Out and about the city this week, I was lucky enough to catch a performance by talented Indian popstar Armaan Malik. You couldn’t pick a more appropriate visiting artist to carry the torch for linguistic diversity. Malik is renowned for his linguistic versatility, with a repertoire of twelve languages. Hearing him effortlessly switch between languages from Hindi to Tamil, neatly mirrored how Singapore embraces and celebrates multiple languages (not to mention the plethora of pop fusion bangers he treated us to!).

Indian pop sensation Armaan Malik performing at the Esplanade in Singapore.

Indian pop sensation Armaan Malik performing at the Esplanade in Singapore.

Beyond the music venues, alive with the desi sounds of the Kalaa Utsavam festival of Indian culture, every corner of Singapore offers a new linguistic encounter. Singlish, the local flavour of global English, buzzes in the markets, whilst public signage bristles with diverse scripts. If language shapes our experience of a place, Singapore is many places, all in one.

Multilingual signage in Singapore

Multilingual signage in Singapore

Admittedly, I didn’t expect non-anglophone Singapore to be that evident or accessible to visitors. I feared English would dominate, consigning the others to be just home languages, out of the public sphere.
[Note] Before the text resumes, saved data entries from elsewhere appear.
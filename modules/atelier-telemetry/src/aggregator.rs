//! The aggregator itself: a name→series map behind a synchronous lock.
//!
//! All mutations to a given metric go through the lock, so concurrent
//! recorders never lose updates. No operation here suspends; handlers may
//! call these from any context.

use std::collections::HashMap;
use std::sync::Arc;
use std::time::{Duration, Instant};

use chrono::{DateTime, Utc};
use parking_lot::Mutex;
use serde::Serialize;

#[derive(Debug, Clone, Copy)]
pub(crate) struct Sample {
    pub at: DateTime<Utc>,
    pub value: f64,
}

/// One named series. A counter is a series whose samples are its
/// increments; a timer is a series whose samples are elapsed milliseconds.
#[derive(Debug, Default)]
pub(crate) struct MetricSeries {
    pub total: f64,
    pub samples: Vec<Sample>,
}

struct Inner {
    started_at: Instant,
    started_at_utc: DateTime<Utc>,
    series: Mutex<HashMap<String, MetricSeries>>,
}

/// Process-local telemetry aggregator. Cheap to clone; all clones share
/// the same state.
#[derive(Clone)]
pub struct Telemetry {
    inner: Arc<Inner>,
}

impl Telemetry {
    pub fn new() -> Self {
        Self {
            inner: Arc::new(Inner {
                started_at: Instant::now(),
                started_at_utc: Utc::now(),
                series: Mutex::new(HashMap::new()),
            }),
        }
    }

    /// Add `value` to the named series and append a timestamped sample.
    pub fn record(&self, name: &str, value: f64) {
        let mut series = self.inner.series.lock();
        let entry = series.entry(name.to_string()).or_default();
        entry.total += value;
        entry.samples.push(Sample {
            at: Utc::now(),
            value,
        });
    }

    /// Record a start instant. Call `stop` on the returned guard to record
    /// the elapsed duration as one sample under `name`. Two timers under
    /// the same name produce two independent samples.
    pub fn start_timer(&self, name: &str) -> TimerGuard {
        TimerGuard {
            telemetry: self.clone(),
            name: name.to_string(),
            start: Instant::now(),
        }
    }

    /// Read-only view of every series: name, sample count, total, mean.
    /// Sorted by name. Reading never mutates state.
    pub fn snapshot(&self) -> Vec<MetricSnapshot> {
        let series = self.inner.series.lock();
        let mut out: Vec<MetricSnapshot> = series
            .iter()
            .map(|(name, s)| MetricSnapshot {
                name: name.clone(),
                count: s.samples.len() as u64,
                total: s.total,
                mean: if s.samples.is_empty() {
                    0.0
                } else {
                    s.total / s.samples.len() as f64
                },
            })
            .collect();
        out.sort_by(|a, b| a.name.cmp(&b.name));
        out
    }

    /// Samples for each series newer than `cutoff`, keyed by name. Used by
    /// the windowed overview; the underlying store is left untouched.
    pub(crate) fn samples_since(&self, cutoff: DateTime<Utc>) -> HashMap<String, Vec<Sample>> {
        let series = self.inner.series.lock();
        series
            .iter()
            .map(|(name, s)| {
                let recent: Vec<Sample> =
                    s.samples.iter().copied().filter(|s| s.at >= cutoff).collect();
                (name.clone(), recent)
            })
            .collect()
    }

    pub fn uptime_seconds(&self) -> u64 {
        self.inner.started_at.elapsed().as_secs()
    }

    pub fn started_at(&self) -> DateTime<Utc> {
        self.inner.started_at_utc
    }
}

impl Default for Telemetry {
    fn default() -> Self {
        Self::new()
    }
}

/// Aggregate view of one series at a point in time.
#[derive(Debug, Clone, Serialize)]
pub struct MetricSnapshot {
    pub name: String,
    pub count: u64,
    pub total: f64,
    pub mean: f64,
}

/// Returned by `start_timer`. Consumed by `stop`, which records the
/// elapsed duration and returns it.
pub struct TimerGuard {
    telemetry: Telemetry,
    name: String,
    start: Instant,
}

impl TimerGuard {
    pub fn stop(self) -> Duration {
        let elapsed = self.start.elapsed();
        self.telemetry
            .record(&self.name, elapsed.as_secs_f64() * 1000.0);
        elapsed
    }
}
//! Output encodings: JSON snapshot, Prometheus text exposition, and the
//! trailing-window overview.
//!
//! Both full encodings are built from the same snapshot, so the two
//! representations of one instant agree. Exporting never mutates state.

use chrono::{Duration, Utc};
use serde::Serialize;

use crate::aggregator::Telemetry;

/// Derived summary over the trailing window. Samples older than the window
/// are excluded here but stay in the underlying store, so the full export
/// and the overview may disagree in scope.
#[derive(Debug, Clone, Serialize)]
pub struct Overview {
    pub window_hours: i64,
    pub metrics: Vec<MetricOverview>,
}

#[derive(Debug, Clone, Serialize)]
pub struct MetricOverview {
    pub name: String,
    pub count: u64,
    pub total: f64,
    pub mean: f64,
    pub per_hour: f64,
}

impl Telemetry {
    /// JSON snapshot: `{timestamp, metrics}` with one aggregate per series.
    pub fn export_json(&self) -> serde_json::Value {
        let snapshot = self.snapshot();
        let metrics: serde_json::Map<String, serde_json::Value> = snapshot
            .into_iter()
            .map(|m| {
                (
                    m.name.clone(),
                    serde_json::json!({
                        "count": m.count,
                        "total": m.total,
                        "mean": m.mean,
                    }),
                )
            })
            .collect();

        serde_json::json!({
            "timestamp": Utc::now().to_rfc3339(),
            "metrics": metrics,
        })
    }

    /// Prometheus text exposition: HELP/TYPE lines plus one sample line per
    /// series, carrying the series total.
    pub fn export_prometheus(&self) -> String {
        let mut out = String::new();
        for m in self.snapshot() {
            let name = format!("atelier_{}", sanitize_metric_name(&m.name));
            out.push_str(&format!("# HELP {name} Accumulated total for {}\n", m.name));
            out.push_str(&format!("# TYPE {name} counter\n"));
            out.push_str(&format!("{name} {}\n", m.total));
        }
        out
    }

    /// Windowed summary computed only from samples inside the trailing
    /// `window_hours`. Series with no recent samples report zeros.
    pub fn overview(&self, window_hours: i64) -> Overview {
        let window_hours = window_hours.max(1);
        let cutoff = Utc::now() - Duration::hours(window_hours);

        let mut metrics: Vec<MetricOverview> = self
            .samples_since(cutoff)
            .into_iter()
            .map(|(name, samples)| {
                let count = samples.len() as u64;
                let total: f64 = samples.iter().map(|s| s.value).sum();
                MetricOverview {
                    name,
                    count,
                    total,
                    mean: if count == 0 { 0.0 } else { total / count as f64 },
                    per_hour: count as f64 / window_hours as f64,
                }
            })
            .collect();
        metrics.sort_by(|a, b| a.name.cmp(&b.name));

        Overview {
            window_hours,
            metrics,
        }
    }

    /// Windowed ratio of two counters, for health reporting: total of
    /// `numerator` over total of `denominator` in the trailing window.
    /// Returns 0.0 when the denominator has no samples.
    pub fn windowed_ratio(&self, numerator: &str, denominator: &str, window_hours: i64) -> f64 {
        let overview = self.overview(window_hours);
        let total_of = |name: &str| {
            overview
                .metrics
                .iter()
                .find(|m| m.name == name)
                .map(|m| m.total)
                .unwrap_or(0.0)
        };
        let denom = total_of(denominator);
        if denom <= 0.0 {
            0.0
        } else {
            total_of(numerator) / denom
        }
    }
}

/// Restrict a metric name to the Prometheus charset: alphanumerics and
/// underscores, nothing leading with a digit.
pub fn sanitize_metric_name(name: &str) -> String {
    let mut out: String = name
        .chars()
        .map(|c| if c.is_ascii_alphanumeric() { c } else { '_' })
        .collect();
    if out.chars().next().is_some_and(|c| c.is_ascii_digit()) {
        out.insert(0, '_');
    }
    out
}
But on the contrary, a xiéxié here and there is as common and as welcome as a thank you; Singaporeans seem to anticipate a natural fluidity in everyday language use. That, of course, means you can dive straight in and have fun dabbling as a language tourist.

More than a destination

Singapore is more than a physical destination. It’s has a multi-dimensional linguistic identity, reminding us of the power of language in shaping our perceptions of the world around us. Here, languages don’t just coexist; they create a dynamic, inclusive community.

It’s a mind-opening experience for any language lover – I thoroughly recommend spending some time here if you get the chance!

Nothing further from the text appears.